An example of isomorphic trees:

Here is the recursive version, where the number of recursive calls becomes exponential:

bool isIsomorphic(node* n1, node *n2){
 if (n1 == NULL && n2 == NULL)
    return true;
 if (n1 == NULL || n2 == NULL)
    return false;
 return
 (isIsomorphic(n1->left,n2->left) && isIsomorphic(n1->right,n2->right))||
 (isIsomorphic(n1->left,n2->right) && isIsomorphic(n1->right,n2->left));
}

How can I write this as an iterative algorithm?

Answer 1

When looking at the expression that makes recursive calls, we can see there are different states in which the recursive call is launched:

   (isIsomorphic(n1->left,n2->left) && isIsomorphic(n1->right,n2->right))||
//  ^ initial state                    ^ had success on left/left       ^ success
   (isIsomorphic(n1->left,n2->right) && isIsomorphic(n1->right,n2->left));
//  ^ failure on one of above           ^ had success on left/right     ^ success

If we use an integer for enumerating states, we'll just need 4 intermediate states (not counting success/failure). We can picture the transitions as follows:

                         state 0
                            |
                       (left, left)
                      /            \
                     |           state 3
                      \             |
                       \      (right, right)
                        \    /              \
                         \  /             success
                          \/
                       state 1
                          |
                     (left, right)                  
                    /             \
                failure         state 2
                                   |
                             (right, left)
                            /             \
                        failure         success

The pairs indicate which children are combined for a recursive call. A left side branch indicates the analysed subtrees are not isomorphic, while the right side branch indicates they are.
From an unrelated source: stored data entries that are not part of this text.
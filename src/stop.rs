// The MIT License (MIT)

// Copyright (c) 2025 braid developers

// Permission is hereby granted, free of charge, to any person obtaining a copy of
// this software and associated documentation files (the "Software"), to deal in
// the Software without restriction, including without limitation the rights to
// use, copy, modify, merge, publish, distribute, sublicense, and/or sell copies of
// the Software, and to permit persons to whom the Software is furnished to do so,
// subject to the following conditions:

// The above copyright notice and this permission notice shall be included in all
// copies or substantial portions of the Software.

// THE SOFTWARE IS PROVIDED "AS IS", WITHOUT WARRANTY OF ANY KIND, EXPRESS OR
// IMPLIED, INCLUDING BUT NOT LIMITED TO THE WARRANTIES OF MERCHANTABILITY, FITNESS
// FOR A PARTICULAR PURPOSE AND NONINFRINGEMENT. IN NO EVENT SHALL THE AUTHORS OR
// COPYRIGHT HOLDERS BE LIABLE FOR ANY CLAIM, DAMAGES OR OTHER LIABILITY, WHETHER
// IN AN ACTION OF CONTRACT, TORT OR OTHERWISE, ARISING FROM, OUT OF OR IN
// CONNECTION WITH THE SOFTWARE OR THE USE OR OTHER DEALINGS IN THE SOFTWARE.

//! Cooperative cancellation: a stop source with a removable callback list.
//!
//! Parent computations register a callback on their own source that requests
//! the child's source; cancelling the parent therefore cascades down the
//! tree, each edge firing exactly once. A registration deregisters itself on
//! drop, which is what lets a combinator *replace* the per-child parent
//! chain with its own.

use std::sync::atomic::{AtomicBool, AtomicU64, Ordering};
use std::sync::{Arc, Mutex, Weak};

type StopFn = Box<dyn FnOnce() + Send>;

struct StopState {
    requested: AtomicBool,
    callbacks: Mutex<Vec<(u64, StopFn)>>,
    next_id: AtomicU64,
}

#[derive(Clone)]
pub struct StopSource {
    state: Arc<StopState>,
}

#[derive(Clone)]
pub struct StopToken {
    state: Arc<StopState>,
}

/// Removes its callback from the source when dropped, if it has not fired.
pub struct StopRegistration {
    state: Weak<StopState>,
    id: u64,
}

impl StopSource {
    pub fn new() -> StopSource {
        StopSource {
            state: Arc::new(StopState {
                requested: AtomicBool::new(false),
                callbacks: Mutex::new(Vec::new()),
                next_id: AtomicU64::new(1),
            }),
        }
    }

    pub fn token(&self) -> StopToken {
        StopToken {
            state: self.state.clone(),
        }
    }

    pub fn stop_requested(&self) -> bool {
        self.state.requested.load(Ordering::Acquire)
    }

    /// Fire every registered callback, off-lock, exactly once. Returns
    /// `false` when a stop had already been requested.
    pub fn request_stop(&self) -> bool {
        if self.state.requested.swap(true, Ordering::AcqRel) {
            return false;
        }
        let callbacks = {
            let mut guard = self.state.callbacks.lock().unwrap();
            std::mem::take(&mut *guard)
        };
        for (_, callback) in callbacks {
            callback();
        }
        true
    }

    /// Register `callback` to run at the stop request. If the request
    /// already happened, runs it synchronously right here.
    pub fn register(&self, callback: impl FnOnce() + Send + 'static) -> StopRegistration {
        self.register_boxed(Box::new(callback))
    }

    pub(crate) fn register_boxed(&self, callback: StopFn) -> StopRegistration {
        {
            let mut guard = self.state.callbacks.lock().unwrap();
            // the check must happen under the lock: request_stop takes the
            // callback list behind the same lock after flipping the flag
            if !self.state.requested.load(Ordering::Acquire) {
                let id = self.state.next_id.fetch_add(1, Ordering::Relaxed);
                guard.push((id, callback));
                return StopRegistration {
                    state: Arc::downgrade(&self.state),
                    id,
                };
            }
        }
        callback();
        StopRegistration {
            state: Weak::new(),
            id: 0,
        }
    }
}

impl Default for StopSource {
    fn default() -> StopSource {
        StopSource::new()
    }
}

impl StopToken {
    pub fn stop_requested(&self) -> bool {
        self.state.requested.load(Ordering::Acquire)
    }
}

impl Drop for StopRegistration {
    fn drop(&mut self) {
        if let Some(state) = self.state.upgrade() {
            let mut guard = state.callbacks.lock().unwrap();
            guard.retain(|(id, _)| *id != self.id);
        }
    }
}

#[cfg(test)]
mod test {
    use std::sync::atomic::{AtomicUsize, Ordering};
    use std::sync::Arc;

    use super::*;

    #[test]
    fn test_request_fires_callbacks_once() {
        let source = StopSource::new();
        let fired = Arc::new(AtomicUsize::new(0));
        let f = fired.clone();
        let _reg = source.register(move || {
            f.fetch_add(1, Ordering::AcqRel);
        });

        assert!(source.request_stop());
        assert!(!source.request_stop());
        assert_eq!(fired.load(Ordering::Acquire), 1);
        assert!(source.token().stop_requested());
    }

    #[test]
    fn test_late_registration_runs_immediately() {
        let source = StopSource::new();
        source.request_stop();
        let fired = Arc::new(AtomicUsize::new(0));
        let f = fired.clone();
        let _reg = source.register(move || {
            f.fetch_add(1, Ordering::AcqRel);
        });
        assert_eq!(fired.load(Ordering::Acquire), 1);
    }

    #[test]
    fn test_dropped_registration_does_not_fire() {
        let source = StopSource::new();
        let fired = Arc::new(AtomicUsize::new(0));
        let f = fired.clone();
        let reg = source.register(move || {
            f.fetch_add(1, Ordering::AcqRel);
        });
        drop(reg);
        source.request_stop();
        assert_eq!(fired.load(Ordering::Acquire), 0);
    }

    #[test]
    fn test_cascade_chain() {
        let parent = StopSource::new();
        let child = StopSource::new();
        let grandchild = StopSource::new();

        let c = child.clone();
        let _r1 = parent.register(move || {
            c.request_stop();
        });
        let g = grandchild.clone();
        let _r2 = child.register(move || {
            g.request_stop();
        });

        parent.request_stop();
        assert!(grandchild.stop_requested());
    }
}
In the stack-based solution you could therefore add the state to the stacked item, so that when you backtrack with either success or failure, you can find out what the resulting state should be:

state	push	reason for popping	next state
0	left, left	isomorphic	3
0	left, left	not isomorphic	1
1	left, right	isomorphic	2
1	left, right	not isomorphic	not isomorphic
2	right, left	isomorphic	isomorphic
2	right, left	not isomorphic	not isomorphic
3	right, right	isomorphic	isomorphic
3	right, right	not isomorphic	1

Here is an implementation of the stack we would need (in C):

// -------- Stack implemented as a linked list -------
struct stack_item {
    struct node* n1; 
    struct node* n2;
    int state;
    struct stack_item* next;
};

struct stack_item* create_item(struct node* n1, struct node* n2, int state) {
    struct stack_item* newitem = malloc(sizeof *newitem);
    newitem->n1 = n1;
    newitem->n2 = n2;
    newitem->state = state;
    newitem->next = NULL;
    return newitem;
}

void stack_push(struct stack_item** stack, struct stack_item* item) {
    item->next = *stack;
    *stack = item;
}

struct stack_item* stack_pop(struct stack_item** stack) {
    struct stack_item* popitem = *stack;
    *stack = (*stack)->next;
    return popitem;
}

And here is the code for the isomophic function itself:

int isomorphic(struct node* n1, struct node* n2) {
    struct stack_item* stack = NULL;
    struct stack_item* item = create_item(n1, n2, 0);
    
    while (1) {
        if (!item->n1 && !item->n2) {
            // success
            do {
                free(item);
                if (!stack) return 1; // overall success
                item = stack_pop(&stack);
            } while (item->state >= 2);
            item->state ^= 3;
        } else if (!item->n1 || !item->n2) {
            // failure
            do {
                free(item);
                if (!stack) return 0; // overall failure
                item = stack_pop(&stack);
            } while (item->state == 1 || item->state == 2); // failure
            item->state = 1;
        }
        stack_push(&stack, item);
        // The pair to look into depends on the state:
        item = create_item(
            (item->state & 2) ? item->n1->right : item->n1->left, 
            (item->state & 1) ? item->n2->right : item->n2->left, 
            0
        );
    }
}

Remark

The original recursive algorithm is not optimal, because if the first recursive call returns true, while the second not, then it is impossible that the alternative two recursive calls (on the second line) would both return true. So actually, the recursive version could better be:

   isIsomorphic(n1->left,n2->left) 
        ? isIsomorphic(n1->right,n2->right)
        : isIsomorphic(n1->left,n2->right) && isIsomorphic(n1->right,n2->left);

This means there are no cases anymore where four recursive calls are needed in the same execution context.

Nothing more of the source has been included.